The bill is not perfect, but it would give the Legislature the power to end an emergency by a two-thirds vote, require justification for the suspension of any laws and add protections in particular against the suspension of the state’s open-records law.
On Maui, one attendee asked how we ended up with so many barriers to the creation of new housing. The short answer is that good intentions do not always equal good policy, and good intentions explain why we are bound by so much red tape today.
In the absence of a better understanding of simple economics — which apparently isn’t so simple for some people — we now have layers upon layers of land-use regulations and zoning laws at both the state and county levels. We have, in fact, one of the most burdensome regulatory schemes in the nation, with an approval process that can take homeowners and developers fully a decade to navigate.
The questions we received reflected a significant local enthusiasm for zoning reform and an end to NIMBYism, and I hope policymakers have noticed that enthusiasm too.
On the Big Island, we were asked about the accounting shenanigans of the state that emphasize its revenues and downplay its $42 billion of debt and unfunded liabilities. Joe explained that too many of our legislators view the budget like a checkbook, paying attention to only what goes in and what goes out. They ignore the state’s long-term debts, such pensions and healthcare, so as to present a sunnier picture to the public than is warranted.
As you may have guessed, these were not softball questions. I am particularly grateful to the attendee who challenged us on the issue of Hawaii Tourism Authority funding, making the case for a future for the HTA.
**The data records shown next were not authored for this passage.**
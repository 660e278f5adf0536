//! Backend registry - management of the built-in backends.
//!
//! Registry construction never fails. Tool availability is checked lazily
//! when a caller asks for it.

use std::collections::HashMap;

use serde::Serialize;

use crate::builder::shim::capabilities::{BackendCapabilities, BackendId};
use crate::builder::shim::diamond_shim::DiamondShim;
use crate::builder::shim::ise_shim::IseShim;
use crate::builder::shim::libero_shim::LiberoShim;
use crate::builder::shim::openflow_shim::OpenflowShim;
use crate::builder::shim::quartus_shim::QuartusShim;
use crate::builder::shim::trait_def::{BackendAvailability, BackendShim};
use crate::builder::shim::vivado_shim::VivadoShim;

/// Create a fresh shim for a backend.
pub fn create_shim(id: BackendId) -> Box<dyn BackendShim> {
    match id {
        BackendId::Vivado => Box::new(VivadoShim::new()),
        BackendId::Ise => Box::new(IseShim::new()),
        BackendId::Quartus => Box::new(QuartusShim::new()),
        BackendId::Libero => Box::new(LiberoShim::new()),
        BackendId::Diamond => Box::new(DiamondShim::new()),
        BackendId::Openflow => Box::new(OpenflowShim::new()),
    }
}

/// Registry of build backends.
///
/// All built-in backends are registered up front without looking for their
/// tools on PATH.
pub struct BackendRegistry {
    backends: HashMap<BackendId, Box<dyn BackendShim>>,
}

impl BackendRegistry {
    /// Create a new registry with all built-in backends.
    pub fn new() -> Self {
        let mut registry = BackendRegistry {
            backends: HashMap::new(),
        };

        for id in BackendId::ALL {
            registry.register(create_shim(*id));
        }

        registry
    }

    /// Register a backend shim, replacing any shim with the same ID.
    pub fn register(&mut self, shim: Box<dyn BackendShim>) {
        self.backends.insert(shim.id(), shim);
    }

    /// Get a backend by ID.
    pub fn get(&self, id: BackendId) -> Option<&dyn BackendShim> {
        self.backends.get(&id).map(|b| b.as_ref())
    }

    /// Get all registered backend IDs, in display order.
    pub fn ids(&self) -> Vec<BackendId> {
        let mut ids: Vec<_> = self.backends.keys().copied().collect();
        ids.sort();
        ids
    }

    /// Get all registered backends, in display order.
    pub fn all(&self) -> impl Iterator<Item = &dyn BackendShim> + '_ {
        self.ids().into_iter().filter_map(move |id| self.get(id))
    }

    /// Get the number of registered backends.
    pub fn len(&self) -> usize {
        self.backends.len()
    }

    /// Check if the registry is empty.
    pub fn is_empty(&self) -> bool {
        self.backends.is_empty()
    }

    /// Check if a backend is registered.
    pub fn contains(&self, id: BackendId) -> bool {
        self.backends.contains_key(&id)
    }
}

impl Default for BackendRegistry {
    fn default() -> Self {
        Self::new()
    }
}

/// Summary of a backend for display purposes.
#[derive(Debug, Clone, Serialize)]
pub struct BackendSummary {
    /// Whether the vendor tool was found on PATH
    pub available: bool,

    /// Missing tool message, if any
    #[serde(skip_serializing_if = "Option::is_none")]
    pub hint: Option<String>,

    #[serde(flatten)]
    pub capabilities: BackendCapabilities,
}

impl BackendSummary {
    /// Create a summary from a backend shim.
    ///
    /// This looks the tool up on PATH.
    pub fn from_shim(shim: &dyn BackendShim) -> Self {
        let availability = shim.availability();
        BackendSummary {
            available: availability.is_available(),
            hint: availability.error_message(),
            capabilities: *shim.capabilities(),
        }
    }

    /// Whether the summary reports a usable tool.
    pub fn availability_label(&self) -> &'static str {
        if self.available {
            "available"
        } else {
            "not installed"
        }
    }
}

/// Get all backend summaries.
pub fn get_backend_summaries(registry: &BackendRegistry) -> Vec<BackendSummary> {
    registry.all().map(BackendSummary::from_shim).collect()
}

/// Check availability of all backends.
pub fn check_all(registry: &BackendRegistry) -> Vec<(BackendId, BackendAvailability)> {
    registry
        .all()
        .map(|shim| (shim.id(), shim.availability()))
        .collect()
}

#[cfg(test)]
mod tests {
    use super::*;

    #[test]
    fn test_registry_creation() {
        let registry = BackendRegistry::new();
        assert_eq!(registry.len(), BackendId::ALL.len());
        for id in BackendId::ALL {
            assert!(registry.contains(*id));
        }
    }

    #[test]
    fn test_registry_get() {
        let registry = BackendRegistry::new();
        let vivado = registry.get(BackendId::Vivado).unwrap();
        assert_eq!(vivado.id(), BackendId::Vivado);
        assert_eq!(vivado.capabilities().script, "vivado.tcl");
    }

    #[test]
    fn test_registry_ids_ordered() {
        let registry = BackendRegistry::new();
        assert_eq!(registry.ids(), BackendId::ALL.to_vec());
    }

    #[test]
    fn test_default_parts_resolve() {
        let registry = BackendRegistry::new();
        for shim in registry.all() {
            let part = shim.capabilities().default_part;
            assert!(
                shim.normalize_part(part).is_ok(),
                "{} rejects its default part {}",
                shim.id(),
                part
            );
        }
    }

    #[test]
    fn test_re_registration_replaces() {
        let mut registry = BackendRegistry::new();
        let initial_count = registry.len();
        registry.register(Box::new(VivadoShim::new()));
        assert_eq!(registry.len(), initial_count);
    }

    #[test]
    fn test_backend_summary() {
        let registry = BackendRegistry::new();
        let summary = BackendSummary::from_shim(registry.get(BackendId::Libero).unwrap());
        assert_eq!(summary.capabilities.id, BackendId::Libero);
        assert!(summary.capabilities.transfer.is_none());
        assert_eq!(summary.available, summary.hint.is_none());
        assert_eq!(check_all(&registry).len(), BackendId::ALL.len());
    }
}
//! `fpgaforge transfer` command

use anyhow::Result;

use crate::cli::TransferArgs;
use crate::commands::{load, print_invocation};
use fpgaforge::core::choice::DevType;
use fpgaforge::core::project::TransferRequest;
use fpgaforge::ops;

pub fn execute(args: TransferArgs) -> Result<()> {
    let req = TransferRequest {
        devtype: args.devtype.parse::<DevType>()?,
        position: args.position,
        part: args.mempart,
        width: args.width,
        bitstream: args.bitstream,
    };

    let project = load(&args.project)?;
    let invocation = ops::transfer(&project, &req)?;
    print_invocation(&invocation);

    Ok(())
}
Our position has been that the tourism industry is more than capable of funding its own promotion, and that the $60 million the Legislature allocated to it this year could be put to better uses, including opening the door to a tax reduction.
More important, the funding was approved through the use of “gut and replace,” a practice that denies meaningful public input. It also is a practice that the Hawaii Supreme Court overturned just six months ago. On that basis alone, the HTA funding should be vetoed.
Nevertheless, the question did give us a chance to affirm that we do support tourism in general, and it opened a necessary discussion on what role the government should play in tourism management and promotion.
No matter what the topic, all of the questions we received were thoughtful and interesting. But the ones that really touched me were about how people can get more involved in Hawaii’s political process. On every island, in every audience, were civic activists looking to make a difference in their communities and asking what they could do next.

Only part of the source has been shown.